Pero cuando se asentó en Madrid, se vio completamente sola, rodeada de malas y falsas amistades, "sin ninguna gana de seguir adelante" y sin ver "el sentido de la vida". Hastiada y convencida de que "había destruido" su vida, accedió a un centro que le hizo ver que la posibilidad de cambiar no era una utopía.
Mientras, para la mayoría de sus nuevas amistades, funcionaban los escudos y máscaras que se ponía para fingir libertad, felicidad y autonomía. Pero un conocido del trabajo, evangélico, era capaz de ver su sufrimiento y continuamente le invitaba a abrirse a la fe: "Jesús te quiere curar, Jesús te quiere sanar".
Mónica admite que no recuerda las veces que se rió de su compañero, que aún así continuaba invitándola al culto evangélico y a cambiar de vida.
Ella pensó que, si bien "a la Iglesia no quería ni verla", quizá a los evangélicos les daría una oportunidad. Pidió permiso al médico y su respuesta fue contundente: "Me dijo que le parecía fenomenal, pero que no iría a un culto evangélico, sino a una iglesia".
Y no precisamente a cualquier iglesia, sino a la de su pueblo, donde todos conocían su pasado.
Y cuando probó, todos los mitos que creía eran falsos
Pensó "que estaba tarado", pero obedeció. Y cuando lo hizo, sintió "que allí no se estaba tan mal".
"El cura no decía cosas raras, nadie me manipulaba, la gente que conocía no me echaba agua bendita para que me fuese sino que me saludaba amablemente", recuerda.
Todos la acogieron pero ella no podía perdonarse, se escondía y "quería ser rechazada".
Era abril y durante meses continuó yendo a Misa hasta que en junio de 2014, el día de su cumpleaños, sucedió algo.
"El Señor sabía que había destruido mi alma absolutamente, que no podría entrar en mí a través de nadie porque estaba tan herida que siempre pensaría mal de ellos y sentí un impulso. Fui al sacerdote y le pregunté llorando: `¿Qué tengo que hacer para pertenecer a esto?´".
La respuesta cayó sobre ella como un cubo de agua helada: "Debes confesarte".
Convencida de que había pecado "contra todos los mandamientos", admite que accedió a la confesión, que únicamente podía llorar, que no recuerda ni lo que dijo… y que "fue algo precioso".
"Hoy hay una fiesta en el Cielo", le dijo el sacerdote antes de impartir la absolución.
"Dios quería que volviese a casa"
"De penitencia me dio la comunión. En esa comunión Jesús se dejó ver. Me hizo sentir el Cielo. El amor que había buscado durante toda mi vida me lo dio en ese momento: el perdón", relata.

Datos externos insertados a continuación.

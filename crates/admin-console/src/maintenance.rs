//! Process-wide maintenance override. While enabled, every module reads as
//! disabled; stored per-module flags are left alone so switching it off
//! restores the previous state exactly.

use chrono::{DateTime, Utc};
use serde::{Deserialize, Serialize};

/// Current maintenance state.
#[derive(Debug, Clone, PartialEq, Eq, Serialize, Deserialize)]
pub struct MaintenanceStatus {
    pub enabled: bool,
    pub message: Option<String>,
    pub updated_at: DateTime<Utc>,
}

impl Default for MaintenanceStatus {
    fn default() -> Self {
        Self {
            enabled: false,
            message: None,
            updated_at: Utc::now(),
        }
    }
}

impl MaintenanceStatus {
    /// Turn maintenance on with an optional operator message.
    pub fn enable(&mut self, message: Option<String>) {
        self.enabled = true;
        self.message = message;
        self.updated_at = Utc::now();
    }

    /// Turn maintenance off and clear the message.
    pub fn disable(&mut self) {
        self.enabled = false;
        self.message = None;
        self.updated_at = Utc::now();
    }

    /// Set the flag. Returns `false` when it already had that value, in
    /// which case nothing (including `updated_at`) is touched.
    pub fn set(&mut self, enabled: bool) -> bool {
        if self.enabled == enabled {
            return false;
        }
        if enabled {
            let message = self.message.take();
            self.enable(message);
        } else {
            self.disable();
        }
        true
    }
}
impl EntitlementEngine {
    pub fn new() -> Self {
        Self {
            state: RwLock::new(EngineState::default()),
            store: Arc::new(InMemoryStore),
            owner_category: SubjectType::GroundOwner,
        }
    }

    /// Build an engine from configuration, seeding the default catalogue
    /// and initial maintenance state as configured.
    pub fn from_config(config: &EntitlementConfig) -> EntitlementResult<Self> {
        let engine = Self::new().with_owner_category(config.owner_category);
        if config.seed_defaults {
            engine.seed_defaults()?;
        }
        if config.maintenance_mode {
            engine.enable_maintenance(config.maintenance_message.clone());
        }
        Ok(engine)
    }

    /// Route every mutation through a host-supplied store.
    pub fn with_store(mut self, store: Arc<dyn EntitlementStore>) -> Self {
        self.store = store;
        self
    }

    /// Subject category exposed through per-module listings.
    pub fn with_owner_category(mut self, category: SubjectType) -> Self {
        self.owner_category = category;
        self
    }

    pub fn owner_category(&self) -> SubjectType {
        self.owner_category
    }

    pub(crate) fn read_state(&self) -> RwLockReadGuard<'_, EngineState> {
        self.state.read()
    }

    // ── Registration ────────────────────────────────────────────────────

    /// Register a module at the end of the display order.
    pub fn register_module(&self, definition: ModuleDefinition) -> EntitlementResult<()> {
        let mut state = self.state.write();
        if state.modules.iter().any(|m| m.id == definition.id) {
            return Err(EntitlementError::AlreadyExists {
                kind: EntityKind::Module,
                id: definition.id,
            });
        }
        info!(module_id = %definition.id, enabled = definition.globally_enabled, "Module registered");
        state.modules.push(Module {
            id: definition.id,
            name: definition.name,
            description: definition.description,
            globally_enabled: definition.globally_enabled,
            grants: Vec::new(),
            updated_at: Utc::now(),
        });
        Ok(())
    }

    pub fn register_subject(&self, subject: Subject) -> EntitlementResult<()> {
        let mut state = self.state.write();
        if state.subjects.contains_key(&subject.id) {
            return Err(EntitlementError::AlreadyExists {
                kind: EntityKind::Subject,
                id: subject.id,
            });
        }
        info!(subject_id = %subject.id, subject_type = %subject.subject_type, "Subject registered");
        state.subjects.insert(subject.id.clone(), subject);
        Ok(())
    }

    /// Create the `(module, subject)` record with an initial access grant.
    pub fn attach_subject(
        &self,
        module_id: &str,
        subject_id: &str,
        module_enabled: bool,
    ) -> EntitlementResult<()> {
        let mut state = self.state.write();
        state.subject(subject_id)?;
        let idx = state.module_index(module_id)?;
        let module = &mut state.modules[idx];
        if module.grant(subject_id).is_some() {
            return Err(EntitlementError::AlreadyExists {
                kind: EntityKind::ModuleSubject,
                id: format!("{module_id}/{subject_id}"),
            });
        }
        module.grants.push(ModuleGrant {
            subject_id: subject_id.to_string(),
            module_enabled,
        });
        info!(module_id, subject_id, enabled = module_enabled, "Subject attached to module");
        Ok(())
    }

    // ── Maintenance ─────────────────────────────────────────────────────

    /// Set the process-wide maintenance override. Idempotent.
    pub fn set_maintenance_mode(&self, enabled: bool) {
        if self.state.write().maintenance.set(enabled) {
            info!(enabled, "Maintenance mode set");
        }
    }

    /// Enable maintenance with an operator-facing message.
    pub fn enable_maintenance(&self, message: Option<String>) {
        self.state.write().maintenance.enable(message);
        info!("Maintenance mode enabled");
    }

    pub fn maintenance(&self) -> MaintenanceStatus {
        self.state.read().maintenance.clone()
    }

    // ── Module queries and toggles ──────────────────────────────────────

    /// `false` while maintenance is on, otherwise the module's global switch.
    pub fn effective_module_enabled(&self, module_id: &str) -> EntitlementResult<bool> {
        let state = self.state.read();
        let module = state.module(module_id)?;
        Ok(state.effective_enabled(module))
    }

    /// Flip a module's global switch. Per-subject grants are untouched, so
    /// re-enabling restores them.
    pub fn toggle_global_module(&self, module_id: &str) -> EntitlementResult<bool> {
        let mut state = self.state.write();
        let enabled = !state.module(module_id)?.globally_enabled;
        let change = EntitlementChange::GlobalEnabled {
            module_id: module_id.to_string(),
            enabled,
        };
        self.persist(std::slice::from_ref(&change))?;
        state.apply(&change);
        info!(module_id, enabled, "Module global state toggled");
        Ok(enabled)
    }

    pub fn list_modules(&self) -> Vec<ModuleView> {
        let state = self.state.read();
        state
            .modules
            .iter()
            .map(|m| state.view(m, self.owner_category))
            .collect()
    }

    pub fn module(&self, module_id: &str) -> EntitlementResult<ModuleView> {
        let state = self.state.read();
        let module = state.module(module_id)?;
        Ok(state.view(module, self.owner_category))
    }

    /// Effectively enabled modules that have at least one owner-category
    /// record, i.e. the modules a per-subject control panel shows.
    pub fn modules_with_subject_controls(&self) -> Vec<ModuleView> {
        let state = self.state.read();
        state
            .modules
            .iter()
            .filter(|m| state.effective_enabled(m))
            .filter(|m| state.category_records(m, self.owner_category) > 0)
            .map(|m| state.view(m, self.owner_category))
            .collect()
    }

    // ── Per-subject toggles ─────────────────────────────────────────────

    /// Flip the subject's account-active flag. The `(module, subject)`
    /// record must exist; the flag itself is shared across modules.
    pub fn toggle_subject_account_active(
        &self,
        module_id: &str,
        subject_id: &str,
    ) -> EntitlementResult<bool> {
        let mut state = self.state.write();
        let (_, _, subject) = state.record(module_id, subject_id)?;
        let active = !subject.account_active;
        let change = EntitlementChange::AccountActive {
            subject_id: subject_id.to_string(),
            active,
        };
        self.persist(std::slice::from_ref(&change))?;
        state.apply(&change);
        info!(module_id, subject_id, active, "Subject account toggled");
        Ok(active)
    }

    /// Flip the subject's access grant for one module. Stored even while the
    /// module is off; it only takes effect once the module is enabled.
    pub fn toggle_subject_module_access(
        &self,
        module_id: &str,
        subject_id: &str,
    ) -> EntitlementResult<bool> {
        let mut state = self.state.write();
        let (_, grant, _) = state.record(module_id, subject_id)?;
        let enabled = !grant.module_enabled;
        let change = EntitlementChange::ModuleAccess {
            module_id: module_id.to_string(),
            subject_id: subject_id.to_string(),
            enabled,
        };
        self.persist(std::slice::from_ref(&change))?;
        state.apply(&change);
        info!(module_id, subject_id, enabled, "Subject module access toggled");
        Ok(enabled)
    }

    // ── Listing and selection ───────────────────────────────────────────

    /// Owner-category records under a module that pass `filter`, in
    /// insertion order. Not suppressed when the module is disabled.
    pub fn list_eligible_subjects(
        &self,
        module_id: &str,
        filter: &SubjectFilter,
    ) -> EntitlementResult<Vec<SubjectRecord>> {
        let state = self.state.read();
        let module = state.module(module_id)?;
        let records: Vec<_> = module
            .grants
            .iter()
            .filter_map(|g| state.subjects.get(&g.subject_id).map(|s| (s, g)))
            .filter(|(s, _)| s.subject_type == self.owner_category)
            .filter(|(s, _)| filter.matches(&s.name, s.account_active))
            .map(|(s, g)| SubjectRecord::join(s, g.module_enabled))
            .collect();
        debug!(module_id, count = records.len(), "Eligible subjects listed");
        Ok(records)
    }

    /// Ids of every subject [`Self::list_eligible_subjects`] would return.
    pub fn select_all_eligible(
        &self,
        module_id: &str,
        filter: &SubjectFilter,
    ) -> EntitlementResult<BTreeSet<String>> {
        Ok(self
            .list_eligible_subjects(module_id, filter)?
            .into_iter()
            .map(|r| r.subject_id)
            .collect())
    }

    // ── Bulk actions ────────────────────────────────────────────────────

    /// Apply `action` to every existing record under `module_id` whose
    /// subject is in `subject_ids`. Unknown ids are skipped. Returns the
    /// number of records whose value changed. All-or-nothing: if the store
    /// rejects the change set, nothing is committed.
    pub fn apply_bulk_action(
        &self,
        module_id: &str,
        subject_ids: &BTreeSet<String>,
        action: BulkAction,
    ) -> EntitlementResult<usize> {
        let mut state = self.state.write();
        let module = state.module(module_id)?;
        let target = action.target();
        let matched = module
            .grants
            .iter()
            .filter(|g| subject_ids.contains(&g.subject_id));

        let changes: Vec<EntitlementChange> = match action.field() {
            BulkField::ModuleEnabled => matched
                .filter(|g| g.module_enabled != target)
                .map(|g| EntitlementChange::ModuleAccess {
                    module_id: module_id.to_string(),
                    subject_id: g.subject_id.clone(),
                    enabled: target,
                })
                .collect(),
            BulkField::AccountActive => matched
                .filter_map(|g| state.subjects.get(&g.subject_id))
                .filter(|s| s.account_active != target)
                .map(|s| EntitlementChange::AccountActive {
                    subject_id: s.id.clone(),
                    active: target,
                })
                .collect(),
        };

        if changes.is_empty() {
            debug!(module_id, action = %action, "Bulk action changed nothing");
            return Ok(0);
        }

        self.persist(&changes)?;
        for change in &changes {
            state.apply(change);
        }
        info!(
            module_id,
            action = %action,
            requested = subject_ids.len(),
            changed = changes.len(),
            "Bulk action applied"
        );
        Ok(changes.len())
    }

    // ── Evaluation ──────────────────────────────────────────────────────

    /// Resolve whether a subject may use a module right now. Gates are
    /// checked in order: maintenance, global switch, account, grant.
    pub fn evaluate(
        &self,
        module_id: &str,
        subject_id: &str,
    ) -> EntitlementResult<EntitlementDecision> {
        let state = self.state.read();
        let (module, grant, subject) = state.record(module_id, subject_id)?;

        let reason = if state.maintenance.enabled {
            DecisionReason::Maintenance
        } else if !module.globally_enabled {
            DecisionReason::ModuleDisabled
        } else if !subject.account_active {
            DecisionReason::AccountInactive
        } else if !grant.module_enabled {
            DecisionReason::AccessNotGranted
        } else {
            DecisionReason::Granted
        };

        Ok(EntitlementDecision {
            module_id: module_id.to_string(),
            subject_id: subject_id.to_string(),
            granted: reason == DecisionReason::Granted,
            reason,
        })
    }

    fn persist(&self, changes: &[EntitlementChange]) -> EntitlementResult<()> {
        if let Err(e) = self.store.persist(changes) {
            warn!(error = %e, changes = changes.len(), "Entitlement change set rejected by store");
            return Err(EntitlementError::Persistence(e));
        }
        Ok(())
    }

    /// Seed the stock module catalogue and its ground owners.
    pub fn seed_defaults(&self) -> EntitlementResult<()> {
        self.register_subject(Subject::owner("1", "John Smith"))?;
        self.register_subject(Subject::owner("2", "Sarah Johnson"))?;

        self.register_module(ModuleDefinition::new(
            "ground_management",
            "Ground Management",
            "Allow users to create and manage sports grounds",
            true,
        ))?;
        self.attach_subject("ground_management", "1", true)?;
        self.attach_subject("ground_management", "2", false)?;

        self.register_module(ModuleDefinition::new(
            "subscription_module",
            "Subscription Module",
            "Enable subscription plans and premium features",
            true,
        ))?;
        self.attach_subject("subscription_module", "1", true)?;
        self.attach_subject("subscription_module", "2", true)?;

        self.register_module(ModuleDefinition::new(
            "group_creation",
            "Group Creation",
            "Allow users to create and join groups",
            false,
        ))?;

        info!("Default modules seeded");
        Ok(())
    }
}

Desde aquel día desde hace ocho años, Mónica admite no haber parado de buscar "ese Cielo". "Había tenido una experiencia con alguien vivo. Alguien me había amado de verdad. No me había vuelto loca, Dios que era mi padre me quería rescatar y que volviera a casa", confiesa.
Pasados los años, afirma que en la Iglesia no solo encontró "gente clara y limpia, sin dobles intenciones" y lo mucho que le costó entenderlo después de sus antiguas relaciones. Pero sobre todo descubrió que solo en la fe se puede hallar la felicidad.
"A posteriori, creo que el corazón se tiene que colmar de amor verdadero y de Dios, y está preparado para eso. Y si no lo llenas así, lo llenas de otras cosas que normalmente son destructivas", concluye.